ATO rules JobKeeper payments ineligible for R&D tax incentive

Denham Sadler
National Affairs Editor

The federal government has finally confirmed that any payments made to employees through the JobKeeper scheme are not eligible for the research and development tax incentive, with companies now likely to have to amend the last two years worth of tax returns.

Just days before Christmas last year the Australian Taxation Office (ATO) released three guidance products for the research and development tax incentive (RDTI), including how JobKeeper payments interact with the “at-risk” rule.

The guidance clarifies that JobKeeper payments are ineligible for the RDTI. The decision comes after a draft ruling to the same effect was released by the ATO in August 2020. This draft decision was met with significant backlash and was labelled “absurd”, but the ATO has opted to stick with the ruling.

Australian Taxation Office

Michael Johnson Associates chairman and RDTI expert Kris Gale said the ruling would punish companies that were able to continue operating and investing in R&D during the pandemic, thanks to the JobKeeper scheme.

“Their position puts companies in a position where they have to do additional documentation and paperwork to take a benefit away from themselves for a financial event based on a global event that was certainly not on their mind when commencing the R&D,” Mr Gale told InnovationAus.

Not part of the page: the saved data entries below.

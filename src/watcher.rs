//! The watcher loop: the single reconciliation thread.
//! Level-triggered — every tick recomputes the desired set from rules plus
//! observed live state and issues only the diff. No edge event is ever
//! required for correctness.

use std::sync::atomic::{AtomicBool, Ordering};
use std::sync::{Arc, Mutex};
use std::time::Duration;

use crate::adapter::LocalAdapter;
use crate::hub::schema::{LatencyStats, NetworkStatistics};
use crate::hub::HubClient;
use crate::interfaces::{FlippedInterface, PublicInterface, PulledInterface};
use crate::rule_store::RuleStore;

/// Shared, single-writer committed state the watcher owns across ticks.
/// Guarded by one mutex so `gateway_info`-style commands can take a short
/// read lock without racing a tick in progress.
pub struct WatcherState {
    pub public: PublicInterface,
    pub flipped: FlippedInterface,
    pub pulled: PulledInterface,
}

impl WatcherState {
    pub fn new() -> Self {
        WatcherState {
            public: PublicInterface::new(),
            flipped: FlippedInterface::new(),
            pulled: PulledInterface::new(),
        }
    }
}

impl Default for WatcherState {
    fn default() -> Self {
        Self::new()
    }
}

/// Runs the six-step tick in order on a dedicated thread until stopped.
pub struct Watcher {
    stop: Arc<AtomicBool>,
    handle: Mutex<Option<std::thread::JoinHandle<()>>>,
}

impl Watcher {
    #[allow(clippy::too_many_arguments)]
    pub fn spawn(
        watch_interval: Duration,
        flip_timeout: Duration,
        registration_retry_limit: u32,
        state: Arc<Mutex<WatcherState>>,
        rules: Arc<Mutex<RuleStore>>,
        hubs: Arc<Mutex<Vec<Arc<dyn HubClient>>>>,
        adapter: Arc<dyn LocalAdapter>,
    ) -> Self {
        let stop = Arc::new(AtomicBool::new(false));
        let stop_for_thread = Arc::clone(&stop);

        let handle = std::thread::spawn(move || {
            while !stop_for_thread.load(Ordering::Relaxed) {
                tick(&state, &rules, &hubs, adapter.as_ref(), flip_timeout, registration_retry_limit);
                std::thread::sleep(watch_interval);
            }
        });

        Watcher {
            stop,
            handle: Mutex::new(Some(handle)),
        }
    }

    pub fn stop(&self) {
        self.stop.store(true, Ordering::Relaxed);
        if let Some(handle) = self.handle.lock().unwrap().take() {
            let _ = handle.join();
        }
    }
}

impl Drop for Watcher {
    fn drop(&mut self) {
        self.stop();
    }
}

/// One reconciliation tick, steps in a fixed order.
fn tick(
    state: &Arc<Mutex<WatcherState>>,
    rules: &Arc<Mutex<RuleStore>>,
    hubs: &Arc<Mutex<Vec<Arc<dyn HubClient>>>>,
    adapter: &dyn LocalAdapter,
    flip_timeout: Duration,
    registration_retry_limit: u32,
) {
    // 1. Refresh local adapter snapshot.
    let live = adapter.get_connection_state();

    let hubs_snapshot = hubs.lock().unwrap().clone();
    let rules_snapshot = rules.lock().unwrap().clone();
    let mut state = state.lock().unwrap();

    // 2. Reconcile public interface.
    state.public.reconcile(&rules_snapshot.public, &live, &hubs_snapshot);

    // 3. Refresh remote directory list happens implicitly inside each
    // reconcile call below via `list_remote_gateway_names`/`matches_*`.

    // 4. Reconcile flipped (outbound).
    state
        .flipped
        .reconcile_outbound(&rules_snapshot.flip, &rules_snapshot.public, &live, &hubs_snapshot, flip_timeout);

    // 5. Inbound offers + accept policy, then pulled interface.
    state.flipped.reconcile_inbound(&rules_snapshot, &hubs_snapshot, adapter, registration_retry_limit);
    let accepted_inbound_sources = state.flipped.accepted_inbound_sources();
    state
        .pulled
        .reconcile(&rules_snapshot.pull, &hubs_snapshot, adapter, registration_retry_limit, &accepted_inbound_sources);

    // 6. Publish network statistics and refresh :ping TTL.
    for hub in &hubs_snapshot {
        let _ = hub.publish_network_statistics(&NetworkStatistics::default(), &LatencyStats::default());
        let _ = hub.refresh_ping();
    }
}

#[cfg(test)]
mod tests {
    use super::*;
    use crate::adapter::fake::FakeAdapter;
    use crate::connection::{Connection, ConnectionType, RemoteRule, Rule};
    use crate::hub::client::fake::FakeHub;

    #[test]
    fn a_single_tick_advertises_and_pulls_across_two_gateways() {
        let hub = Arc::new(FakeHub::new("10.0.0.1", 6379));
        hub.register_gateway(false, "G1", "10.0.0.2").unwrap();

        let adapter = Arc::new(FakeAdapter::new());
        adapter.set_live(
            ConnectionType::Publisher,
            vec![Connection::new(ConnectionType::Publisher, "/chatter", "/g1/talker", "std_msgs/String", "tcp://h:1")],
        );

        let mut rules = RuleStore::new();
        rules.public.whitelist.push(Rule::new(ConnectionType::Publisher, "/chatter", ".*").unwrap());
        let rules = Arc::new(Mutex::new(rules));

        let hubs: Arc<Mutex<Vec<Arc<dyn HubClient>>>> = Arc::new(Mutex::new(vec![hub.clone()]));
        let state = Arc::new(Mutex::new(WatcherState::new()));

        tick(&state, &rules, &hubs, adapter.as_ref(), Duration::from_millis(50), 5);

        let remote = hub.remote_gateway_info("G1").unwrap().unwrap();
        assert_eq!(remote.public_interface.len(), 1);
    }
}
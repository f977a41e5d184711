//! The hub's authoritative key/channel schema, key prefix
//! `rocon:`.

/// TTL (seconds) on `:ping` keys.
pub const MAX_TTL: usize = crate::config::MAX_TTL;

pub fn gatewaylist_key() -> String {
    "rocon:hub:gatewaylist".to_string()
}

pub fn gateway_root_key(gateway: &str) -> String {
    format!("rocon:{gateway}")
}

pub fn gateway_key(gateway: &str, field: &str) -> String {
    format!("rocon:{gateway}:{field}")
}

pub fn pubsub_channel(gateway: &str) -> String {
    format!("rocon:{gateway}")
}

/// Strip the `rocon:` key prefix a `gatewaylist` member carries, leaving the
/// bare gateway name.
pub fn key_base_name(key: &str) -> String {
    key.strip_prefix("rocon:").unwrap_or(key).to_string()
}

pub mod fields {
    pub const FIREWALL: &str = "firewall";
    pub const IP: &str = "ip";
    pub const PUBLIC_KEY: &str = "public_key";
    pub const ADVERTISEMENTS: &str = "advertisements";
    pub const FLIPS: &str = "flips";
    pub const PULLS: &str = "pulls";
    pub const FLIP_INS: &str = "flip_ins";
    pub const PING: &str = ":ping";
    pub const AVAILABLE: &str = "available";
    pub const TIME_SINCE_LAST_SEEN: &str = "time_since_last_seen";
    pub const LATENCY_MIN: &str = "latency:min";
    pub const LATENCY_AVG: &str = "latency:avg";
    pub const LATENCY_MAX: &str = "latency:max";
    pub const LATENCY_MDEV: &str = "latency:mdev";
    pub const NETWORK_INFO_AVAILABLE: &str = "network:info_available";
    pub const NETWORK_TYPE: &str = "network:type";
    pub const WIRELESS_BITRATE: &str = "wireless:bitrate";
    pub const WIRELESS_QUALITY: &str = "wireless:quality";
    pub const WIRELESS_SIGNAL_LEVEL: &str = "wireless:signal_level";
    pub const WIRELESS_NOISE_LEVEL: &str = "wireless:noise_level";
}

/// Health/network-quality fields published each tick alongside the `:ping`
/// refresh.
#[derive(Debug, Clone, Default)]
pub struct NetworkStatistics {
    pub network_info_available: bool,
    pub wired: bool,
    pub wireless_bitrate: f64,
    pub wireless_link_quality: i64,
    pub wireless_signal_level: f64,
    pub wireless_noise_level: f64,
}

#[derive(Debug, Clone, Default)]
pub struct LatencyStats {
    pub min: f64,
    pub avg: f64,
    pub max: f64,
    pub mdev: f64,
}

/// Per-gateway snapshot as stored in the hub.
#[derive(Debug, Clone, Default)]
pub struct GatewayDirectoryEntry {
    pub firewall: bool,
    pub ip: String,
    pub public_key_pem: Vec<u8>,
    pub public_interface: Vec<crate::connection::Connection>,
    pub flips: Vec<(String, String, crate::connection::ConnectionType, String)>,
    pub pulls: Vec<(String, String, crate::connection::ConnectionType, String)>,
    pub flip_ins: Vec<StoredFlipIn>,
    pub available: bool,
    pub time_since_last_seen: i64,
    pub latency: LatencyStats,
}

/// One `flip_ins` entry: `(status, source_gateway, encrypted_connection)`.
#[derive(Debug, Clone, PartialEq, Eq)]
pub struct StoredFlipIn {
    pub status: FlipStatus,
    pub source_gateway: String,
    pub encrypted_connection: crate::crypto::EncryptedConnection,
}

#[derive(Debug, Clone, Copy, PartialEq, Eq)]
pub enum FlipStatus {
    Pending,
    Accepted,
    Blocked,
}

impl StoredFlipIn {
    /// `[status, source, encrypted_connection]`.
    pub fn to_wire(&self) -> String {
        serde_json::to_string(&(
            self.status.as_str(),
            &self.source_gateway,
            self.encrypted_connection.to_wire(),
        ))
        .expect("tuple encoding of StoredFlipIn never fails")
    }

    pub fn from_wire(s: &str) -> Option<Self> {
        let (status, source_gateway, encrypted): (String, String, String) = serde_json::from_str(s).ok()?;
        let status = FlipStatus::from_str(&status)?;
        let encrypted_connection = crate::crypto::EncryptedConnection::from_wire(&encrypted).ok()?;
        Some(StoredFlipIn {
            status,
            source_gateway,
            encrypted_connection,
        })
    }
}

impl FlipStatus {
    pub fn as_str(&self) -> &'static str {
        match self {
            FlipStatus::Pending => "pending",
            FlipStatus::Accepted => "accepted",
            FlipStatus::Blocked => "blocked",
        }
    }

    pub fn from_str(s: &str) -> Option<Self> {
        match s {
            "pending" => Some(FlipStatus::Pending),
            "accepted" => Some(FlipStatus::Accepted),
            "blocked" => Some(FlipStatus::Blocked),
            _ => None,
        }
    }
}

/// Wire encoding for the debug-only `flips`/`pulls` sets:
/// `[target, name, type, node]`.
pub fn serialize_debug_tuple(
    tuple: &(String, String, crate::connection::ConnectionType, String),
) -> String {
    serde_json::to_string(tuple).expect("tuple encoding of debug tuple never fails")
}

pub fn deserialize_debug_tuple(
    s: &str,
) -> Option<(String, String, crate::connection::ConnectionType, String)> {
    serde_json::from_str(s).ok()
}
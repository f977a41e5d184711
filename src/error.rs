//! Error kinds for the gateway synchronization engine.
//!
//! Propagation policy (see design notes): `HubConnectionLost` and
//! `LocalAdapterError` are recovered internally by the watcher's
//! re-convergence and never escape to an operator command. Only
//! connect-time and command-time validation errors are returned to callers.

use thiserror::Error;

#[derive(Debug, Error)]
pub enum GatewayError {
    #[error("lost connection to hub")]
    HubConnectionLost,

    #[error("no hub listening at {ip}:{port}")]
    HubNotFound { ip: String, port: u16 },

    #[error("no hub registered under name '{name}'")]
    HubNameNotFound { name: String },

    #[error("remote gateway '{gateway}' is not available on any connected hub")]
    GatewayUnavailable { gateway: String },

    #[error("unknown connection type '{found}'")]
    ConnectionTypeError { found: String },

    #[error("local adapter error: {detail}")]
    LocalAdapterError { detail: String },
}

pub type GatewayResult<T> = Result<T, GatewayError>;
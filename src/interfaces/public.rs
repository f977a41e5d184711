//! The public interface: the set of local endpoints currently
//! advertised to the federation.

use std::collections::{HashMap, HashSet};
use std::sync::Arc;

use crate::connection::{Connection, ConnectionType, RuleSet};
use crate::hub::HubClient;

/// Committed state is single-writer (the watcher); commands never touch it
/// directly.
#[derive(Debug, Default)]
pub struct PublicInterface {
    advertised: HashSet<Connection>,
}

impl PublicInterface {
    pub fn new() -> Self {
        Self::default()
    }

    pub fn advertised(&self) -> &HashSet<Connection> {
        &self.advertised
    }

    /// Recompute the desired advertised set from `ruleset` and the live
    /// local snapshot, issuing only the diff against the committed set to
    /// every connected hub. Level-triggered: correctness never depends on
    /// catching an edge.
    pub fn reconcile(
        &mut self,
        ruleset: &RuleSet,
        live: &HashMap<ConnectionType, Vec<Connection>>,
        hubs: &[Arc<dyn HubClient>],
    ) {
        let desired: HashSet<Connection> = live
            .values()
            .flatten()
            .filter(|c| ruleset.allow(c))
            .cloned()
            .collect();

        for connection in desired.difference(&self.advertised) {
            for hub in hubs {
                if let Err(e) = hub.advertise(connection) {
                    log::warn!("advertise({}) on {:?} failed: {e}", connection.name, hub.ip());
                }
            }
        }
        for connection in self.advertised.difference(&desired) {
            for hub in hubs {
                if let Err(e) = hub.unadvertise(connection) {
                    log::warn!("unadvertise({}) on {:?} failed: {e}", connection.name, hub.ip());
                }
            }
        }

        self.advertised = desired;
    }
}

#[cfg(test)]
mod tests {
    use super::*;
    use crate::adapter::fake::FakeAdapter;
    use crate::adapter::LocalAdapter;
    use crate::hub::client::fake::FakeHub;
    use crate::connection::Rule;

    fn conn(name: &str) -> Connection {
        Connection::new(ConnectionType::Publisher, name, "/g1/talker", "std_msgs/String", "tcp://h:1")
    }

    #[test]
    fn reconcile_advertises_only_allowed_live_connections_and_tracks_them() {
        let adapter = FakeAdapter::new();
        adapter.set_live(ConnectionType::Publisher, vec![conn("/chatter"), conn("/secret")]);

        let hub = Arc::new(FakeHub::new("10.0.0.1", 6379));
        hub.register_gateway(false, "G1", "10.0.0.2").unwrap();
        let hubs: Vec<Arc<dyn HubClient>> = vec![hub.clone()];

        let mut ruleset = RuleSet::default();
        ruleset.whitelist.push(Rule::new(ConnectionType::Publisher, "/chatter", ".*").unwrap());

        let mut iface = PublicInterface::new();
        iface.reconcile(&ruleset, &adapter.get_connection_state(), &hubs);

        assert!(iface.advertised().contains(&conn("/chatter")));
        assert!(!iface.advertised().contains(&conn("/secret")));

        let remote = hub.remote_gateway_info("G1").unwrap().unwrap();
        assert_eq!(remote.public_interface, vec![conn("/chatter")]);
    }

    #[test]
    fn reconcile_retracts_when_rule_no_longer_matches() {
        let adapter = FakeAdapter::new();
        adapter.set_live(ConnectionType::Publisher, vec![conn("/chatter")]);
        let hub = Arc::new(FakeHub::new("10.0.0.1", 6379));
        hub.register_gateway(false, "G1", "10.0.0.2").unwrap();
        let hubs: Vec<Arc<dyn HubClient>> = vec![hub.clone()];

        let mut ruleset = RuleSet::default();
        ruleset.whitelist.push(Rule::new(ConnectionType::Publisher, "/chatter", ".*").unwrap());

        let mut iface = PublicInterface::new();
        iface.reconcile(&ruleset, &adapter.get_connection_state(), &hubs);
        assert_eq!(hub.remote_gateway_info("G1").unwrap().unwrap().public_interface.len(), 1);

        ruleset.whitelist.clear();
        iface.reconcile(&ruleset, &adapter.get_connection_state(), &hubs);
        assert!(iface.advertised().is_empty());
        assert!(hub.remote_gateway_info("G1").unwrap().unwrap().public_interface.is_empty());
    }
}
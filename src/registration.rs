//! [`Registration`]: a foreign Connection the local adapter has been asked
//! to register on our behalf.

use crate::connection::Connection;

/// A foreign Connection registered locally, tagged with where it came from
/// and the synthetic local node name assigned at registration time so it
/// can be revoked cleanly.
#[derive(Debug, Clone, PartialEq, Eq, Hash)]
pub struct Registration {
    pub connection: Connection,
    pub source_gateway: String,
    pub local_node_name: String,
}

impl Registration {
    pub fn new(connection: Connection, source_gateway: impl Into<String>, local_node_name: impl Into<String>) -> Self {
        Registration {
            connection,
            source_gateway: source_gateway.into(),
            local_node_name: local_node_name.into(),
        }
    }

    /// Synthetic node name derived from `(local_gateway, source_gateway,
    /// connection.name)` so cleanup is unambiguous even across repeated
    /// pulls of the same name from different sources, and the registered
    /// node is visibly ours in the local namespace (scenario S1: `/G2/pull/
    /// G1/chatter`, not a bare `/pull/G1/chatter`).
    pub fn synthetic_node_name(local_gateway: &str, source_gateway: &str, connection_name: &str) -> String {
        format!("/{local_gateway}/pull/{source_gateway}{connection_name}")
    }
}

“A lot of companies will now have to do amended claims – it’s administratively painful. They’ll be amending claims to take benefits away based on a government subsidy that was meant to keep businesses viable. Government support is being taken away because of this other government subsidy.

“The government said that given the economic circumstances we’ll give a benefit to enable businesses to survive in these conditions, but then you lose the behaviour incentive even though you kept doing R&D and didn’t batten down the hatches. These are the companies that pushed on and even increased their R&D efforts.”

A number of companies and RDTI experts put in submissions to the ATO contesting the draft decision around JobKeeper claims, but were unsuccessful in having it overturned.

At the time, the draft decision contained “fundamental errors” according to Pattens Group managing director and former Cochlear group financial controller Bruce Patten. Mr Patten said JobKeeper payments should be considered government grants and should be subject to a clawback RDTI adjustment rather than being ineligible entirely.

A number of changes to the RDTI came into effect this financial year, and it was hoped that the scheme had reached a point of stability and consistency, with the government’s crackdown on claims lessening.

An Australian National Audit Office (ANAO) audit of the administration of the RDTI by the ATO and Department of Industry late last year found that the agencies had been “largely effective” in their roles.

Despite the audit office finding that the department’s previous attempt to outsource key assessments under the scheme had been unsuccessful, the government is having another go at this, with Industry awarding Canberra company Proximity a $500,000 contract running to the end of last year to assess some RDTI claims.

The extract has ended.